Exercise description » Copy each line in the data below that contains the word "match".

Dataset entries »

▬▬▬▬▬▬▬▬▬▬

//! Levelling of work across per-worker queues.
//!
//! With `average = total / n`, [`rebalance`] leaves every queue holding
//! `average` or `average + 1` items. Each paired transfer moves
//! `min(average - short, long - (average + 1))` items from a queue above
//! `average + 1` to one below `average`, which brings at least one of the
//! two into band. Once only one side is out of band, single-item moves
//! against queues sitting at the opposite edge of the band finish the job.

use ember_core::{fatal, Site};

/// Queues the rebalancer can inspect and move items between.
pub trait Rebalance {
    /// Number of queues.
    fn queue_count(&self) -> usize;
    /// Current length of `queue`.
    fn queue_len(&self, queue: usize) -> usize;
    /// Move `n` items from `from` to `to`; returns how many actually moved.
    fn move_items(&mut self, from: usize, to: usize, n: usize) -> usize;
}

impl Rebalance for Vec<usize> {
    fn queue_count(&self) -> usize {
        self.len()
    }

    fn queue_len(&self, queue: usize) -> usize {
        self[queue]
    }

    fn move_items(&mut self, from: usize, to: usize, n: usize) -> usize {
        let n = n.min(self[from]);
        self[from] -= n;
        self[to] += n;
        n
    }
}

/// Outcome of one [`rebalance`] pass.
#[derive(Clone, Copy, Debug, Default, PartialEq, Eq)]
pub struct RebalanceReport {
    /// Number of transfers performed.
    pub transfers: usize,
    /// Items moved in total.
    pub moved: usize,
}

/// Level `queues` so each holds `total / n` or `total / n + 1` items.
pub fn rebalance<R: Rebalance + ?Sized>(queues: &mut R) -> RebalanceReport {
    let n = queues.queue_count();
    let mut report = RebalanceReport::default();
    if n < 2 {
        return report;
    }
    let lens = |q: &R| (0..n).map(|i| q.queue_len(i)).collect::<Vec<_>>();
    let total: usize = lens(&*queues).iter().sum();
    let average = total / n;
    // Paired moves bring a queue into band each time; single moves are
    // bounded by the remainder. 3n covers both.
    let guard = 3 * n + 1;

    loop {
        let sizes = lens(&*queues);
        let short = sizes.iter().position(|&s| s < average);
        let long = sizes.iter().position(|&s| s > average + 1);
        let (from, to, count) = match (short, long) {
            (None, None) => break,
            (Some(s), Some(l)) => (l, s, (average - sizes[s]).min(sizes[l] - (average + 1))),
            (Some(s), None) => match sizes.iter().position(|&x| x == average + 1) {
                Some(l) => (l, s, 1),
                None => fatal!(
                    Site::here("rebalance"),
                    "queue {s} below average {average} with no queue above it"
                ),
            },
            (None, Some(l)) => match sizes.iter().position(|&x| x == average) {
                Some(s) => (l, s, 1),
                None => fatal!(
                    Site::here("rebalance"),
                    "queue {l} above average {average} with no queue at it"
                ),
            },
        };
        let moved = queues.move_items(from, to, count);
        if moved != count {
            fatal!(
                Site::here("rebalance"),
                "moved {moved} of {count} items from queue {from} to {to}"
            );
        }
        report.transfers += 1;
        report.moved += moved;
        tracing::trace!(from, to, moved, "rebalance transfer");
        if report.transfers > guard {
            fatal!(
                Site::here("rebalance"),
                "no convergence after {} transfers over {n} queues",
                report.transfers
            );
        }
    }

    let after: usize = lens(&*queues).iter().sum();
    if after != total {
        fatal!(
            Site::here("rebalance"),
            "item count changed from {total} to {after}"
        );
    }
    if report.transfers > 0 {
        tracing::debug!(
            queues = n,
            total,
            transfers = report.transfers,
            moved = report.moved,
            "queues rebalanced"
        );
    }
    report
}

#[cfg(test)]
mod tests {
    use super::*;

    #[test]
    fn levels_the_worked_example() {
        let mut queues = vec![10, 2, 7, 5];
        let report = rebalance(&mut queues);
        assert_eq!(queues.iter().sum::<usize>(), 24);
        assert!(queues.iter().all(|&q| q == 6 || q == 7));
        assert_eq!(queues, vec![6, 6, 6, 6]);
        assert_eq!(report, RebalanceReport { transfers: 3, moved: 5 });
    }

    #[test]
    fn balanced_input_is_untouched() {
        let mut queues = vec![3, 4, 3, 4];
        assert_eq!(rebalance(&mut queues), RebalanceReport::default());
        assert_eq!(queues, vec![3, 4, 3, 4]);
    }

    #[test]
    fn single_and_empty_sets_are_noops() {
        let mut one = vec![9];
        let mut none: Vec<usize> = Vec::new();
        assert_eq!(rebalance(&mut one).transfers, 0);
        assert_eq!(rebalance(&mut none).transfers, 0);
    }

    #[test]
    fn all_work_on_one_queue() {
        let mut queues = vec![0, 0, 0, 13];
        rebalance(&mut queues);
        assert_eq!(queues.iter().sum::<usize>(), 13);
        assert!(queues.iter().all(|&q| q == 3 || q == 4));
    }

    mod proptests {
        use super::*;
        use proptest::prelude::*;

        proptest! {
            #[test]
            fn conserves_and_levels(queues in proptest::collection::vec(0usize..200, 1..32)) {
                let mut q = queues.clone();
                let total: usize = queues.iter().sum();
                let average = total / queues.len();
                let report = rebalance(&mut q);
                prop_assert_eq!(q.iter().sum::<usize>(), total);
                prop_assert!(q.iter().all(|&x| x == average || x == average + 1));
                prop_assert!(report.transfers <= 3 * queues.len());
            }
        }
    }
}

▬▬▬▬▬▬▬▬▬▬

Worked solution »
        let (from, to, count) = match (short, long) {
            (Some(s), None) => match sizes.iter().position(|&x| x == average + 1) {
            (None, Some(l)) => match sizes.iter().position(|&x| x == average) {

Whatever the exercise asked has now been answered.